◆ **EXERCISE INSTRUCTIONS**:
State the number of lines below in which the word "FileSource" appears. Nothing else belongs in the answer.

◆ **INFORMATION PROVIDED**:
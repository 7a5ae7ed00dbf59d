//! Provider backed by a local JSON data set
//!
//! Layout under the data root:
//!
//! ```text
//! filings/<code>.json         list of filed statements
//! market/<code>.json          list of daily price points
//! sectors/<sector_code>.json  sector name, date and peer multiples
//! ```

use std::io::ErrorKind;
use std::path::{Path, PathBuf};

use async_trait::async_trait;
use chrono::NaiveDate;
use tracing::debug;

use super::{SourceAdapter, SourceKind, SourcePayload, decode_payload};
use crate::error::{SourceError, SourceErrorKind};
use crate::model::CompanyIdentity;

/// Reads one provider kind from a directory of JSON files.
#[derive(Debug, Clone)]
pub struct FileSource {
    kind: SourceKind,
    root: PathBuf,
}

impl FileSource {
    pub fn new(kind: SourceKind, root: impl Into<PathBuf>) -> Self {
        Self {
            kind,
            root: root.into(),
        }
    }

    pub fn root(&self) -> &Path {
        &self.root
    }

    fn path_for(&self, key: &str) -> PathBuf {
        self.root
            .join(self.kind.segment())
            .join(format!("{key}.json"))
    }
}

#[async_trait]
impl SourceAdapter for FileSource {
    fn kind(&self) -> SourceKind {
        self.kind
    }

    async fn fetch(
        &self,
        identity: &CompanyIdentity,
        as_of: NaiveDate,
    ) -> Result<SourcePayload, SourceError> {
        let key = self.kind.lookup_key(identity);
        let path = self.path_for(key);
        debug!("Reading {} data from {}", self.kind, path.display());

        let body = tokio::fs::read_to_string(&path)
            .await
            .map_err(|e| match (e.kind(), self.kind) {
                (ErrorKind::NotFound, SourceKind::Sector) => SourceError::no_data(
                    self.kind,
                    format!("no peer data for sector '{key}'"),
                ),
                (ErrorKind::NotFound, _) => SourceError::unknown_code(self.kind, key),
                _ => SourceError::new(
                    self.kind,
                    SourceErrorKind::Rejected,
                    format!("{}: {e}", path.display()),
                ),
            })?;

        decode_payload(self.kind, &body, as_of)
    }
}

◆ **TASK SOLUTION**:
3